--- START ---

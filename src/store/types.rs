use chrono::{DateTime, Utc};
use serde::{Deserialize, Serialize};
use std::fmt;
use uuid::Uuid;

use crate::content::ContentType;

#[derive(Debug, Clone, Hash, PartialEq, Eq, Serialize, Deserialize)]
#[serde(transparent)]
pub struct ProjectId(pub String);

impl ProjectId {
    pub fn new() -> Self {
        Self(Uuid::new_v4().to_string())
    }
}

impl Default for ProjectId {
    fn default() -> Self {
        Self::new()
    }
}

impl fmt::Display for ProjectId {
    fn fmt(&self, f: &mut fmt::Formatter<'_>) -> fmt::Result {
        write!(f, "{}", self.0)
    }
}

impl From<String> for ProjectId {
    fn from(s: String) -> Self {
        Self(s)
    }
}

impl From<&str> for ProjectId {
    fn from(s: &str) -> Self {
        Self(s.to_string())
    }
}

#[derive(Debug, Clone, Hash, PartialEq, Eq, Serialize, Deserialize)]
#[serde(transparent)]
pub struct ContentId(pub String);

impl ContentId {
    pub fn new() -> Self {
        Self(Uuid::new_v4().to_string())
    }
}

impl Default for ContentId {
    fn default() -> Self {
        Self::new()
    }
}

impl fmt::Display for ContentId {
    fn fmt(&self, f: &mut fmt::Formatter<'_>) -> fmt::Result {
        write!(f, "{}", self.0)
    }
}

impl From<String> for ContentId {
    fn from(s: String) -> Self {
        Self(s)
    }
}

impl From<&str> for ContentId {
    fn from(s: &str) -> Self {
        Self(s.to_string())
    }
}

/// Publication state of a content item
#[derive(Debug, Clone, Copy, Default, PartialEq, Eq, Serialize, Deserialize)]
#[serde(rename_all = "lowercase")]
pub enum ContentStatus {
    #[default]
    Draft,
    Published,
    Archived,
}

/// User-owned grouping of content items
#[derive(Debug, Clone, PartialEq, Serialize, Deserialize)]
pub struct Project {
    pub id: ProjectId,
    pub name: String,
    pub description: String,
    pub created_at: DateTime<Utc>,
    pub updated_at: DateTime<Utc>,
}

impl Project {
    pub fn touch(&mut self) {
        self.updated_at = Utc::now();
    }
}

/// A single piece of authored text
#[derive(Debug, Clone, PartialEq, Serialize, Deserialize)]
pub struct ContentItem {
    pub id: ContentId,
    pub project_id: ProjectId,
    pub title: String,
    /// Stored as the raw tag; unknown tags are kept as-is.
    #[serde(rename = "type")]
    pub content_type: String,
    pub platform: String,
    pub body: String,
    pub status: ContentStatus,
    pub created_at: DateTime<Utc>,
    pub updated_at: DateTime<Utc>,
}

impl ContentItem {
    pub fn touch(&mut self) {
        self.updated_at = Utc::now();
    }

    /// Template this item generates with.
    pub fn template_type(&self) -> ContentType {
        ContentType::parse_or_default(&self.content_type)
    }
}

#[derive(Debug, Clone, Default, Serialize, Deserialize)]
pub struct NewProject {
    pub name: String,
    #[serde(default)]
    pub description: Option<String>,
}

impl NewProject {
    pub fn new(name: impl Into<String>) -> Self {
        Self {
            name: name.into(),
            description: None,
        }
    }

    pub fn with_description(mut self, description: impl Into<String>) -> Self {
        self.description = Some(description.into());
        self
    }
}

#[derive(Debug, Clone, Default, Serialize, Deserialize)]
pub struct ProjectUpdate {
    pub name: Option<String>,
    pub description: Option<String>,
}

#[derive(Debug, Clone, Default, Serialize, Deserialize)]
pub struct NewContent {
    pub title: Option<String>,
    #[serde(rename = "type")]
    pub content_type: Option<String>,
    pub platform: Option<String>,
    pub body: Option<String>,
    pub status: Option<ContentStatus>,
}

impl NewContent {
    pub const DEFAULT_TITLE: &'static str = "Untitled";
    pub const DEFAULT_PLATFORM: &'static str = "website";

    pub fn titled(title: impl Into<String>) -> Self {
        Self {
            title: Some(title.into()),
            ..Default::default()
        }
    }

    /// Materialize into a stored item, filling defaults for absent fields.
    pub fn into_item(self, project_id: ProjectId) -> ContentItem {
        let now = Utc::now();
        let title = self
            .title
            .filter(|t| !t.is_empty())
            .unwrap_or_else(|| Self::DEFAULT_TITLE.to_string());

        ContentItem {
            id: ContentId::new(),
            project_id,
            title,
            content_type: self
                .content_type
                .unwrap_or_else(|| ContentType::default().as_str().to_string()),
            platform: self
                .platform
                .unwrap_or_else(|| Self::DEFAULT_PLATFORM.to_string()),
            body: self.body.unwrap_or_default(),
            status: self.status.unwrap_or_default(),
            created_at: now,
            updated_at: now,
        }
    }
}

#[derive(Debug, Clone, Default, Serialize, Deserialize)]
pub struct ContentUpdate {
    pub title: Option<String>,
    #[serde(rename = "type")]
    pub content_type: Option<String>,
    pub platform: Option<String>,
    pub body: Option<String>,
    pub status: Option<ContentStatus>,
}

impl ContentUpdate {
    pub fn body(body: impl Into<String>) -> Self {
        Self {
            body: Some(body.into()),
            ..Default::default()
        }
    }

    pub fn apply(self, item: &mut ContentItem) {
        if let Some(title) = self.title {
            item.title = title;
        }
        if let Some(content_type) = self.content_type {
            item.content_type = content_type;
        }
        if let Some(platform) = self.platform {
            item.platform = platform;
        }
        if let Some(body) = self.body {
            item.body = body;
        }
        if let Some(status) = self.status {
            item.status = status;
        }
        item.touch();
    }
}

#[cfg(test)]
mod tests {
    use super::*;

    #[test]
    fn test_new_content_defaults() {
        let item = NewContent::default().into_item(ProjectId::from("p1"));
        assert_eq!(item.title, "Untitled");
        assert_eq!(item.content_type, "blog");
        assert_eq!(item.platform, "website");
        assert_eq!(item.body, "");
        assert_eq!(item.status, ContentStatus::Draft);
        assert_eq!(item.created_at, item.updated_at);
    }

    #[test]
    fn test_empty_title_becomes_untitled() {
        let item = NewContent::titled("").into_item(ProjectId::from("p1"));
        assert_eq!(item.title, "Untitled");
    }

    #[test]
    fn test_unknown_stored_type_generates_blog() {
        let mut item = NewContent::titled("x").into_item(ProjectId::from("p1"));
        item.content_type = "podcast".to_string();
        assert_eq!(item.template_type(), ContentType::Blog);
    }

    #[test]
    fn test_status_wire_format() {
        let json = serde_json::to_string(&ContentStatus::Published).unwrap();
        assert_eq!(json, "\"published\"");
        let parsed: ContentStatus = serde_json::from_str("\"archived\"").unwrap();
        assert_eq!(parsed, ContentStatus::Archived);
    }

    #[test]
    fn test_update_applies_only_present_fields() {
        let mut item = NewContent::titled("Keep me").into_item(ProjectId::from("p1"));
        ContentUpdate::body("new body").apply(&mut item);
        assert_eq!(item.title, "Keep me");
        assert_eq!(item.body, "new body");
        assert!(item.updated_at >= item.created_at);
    }
}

--- END ---

**Problem description**
Above are the records. Identify each line that contains the word "Keep".

**Exercise response**
        let mut item = NewContent::titled("Keep me").into_item(ProjectId::from("p1"));
        assert_eq!(item.title, "Keep me");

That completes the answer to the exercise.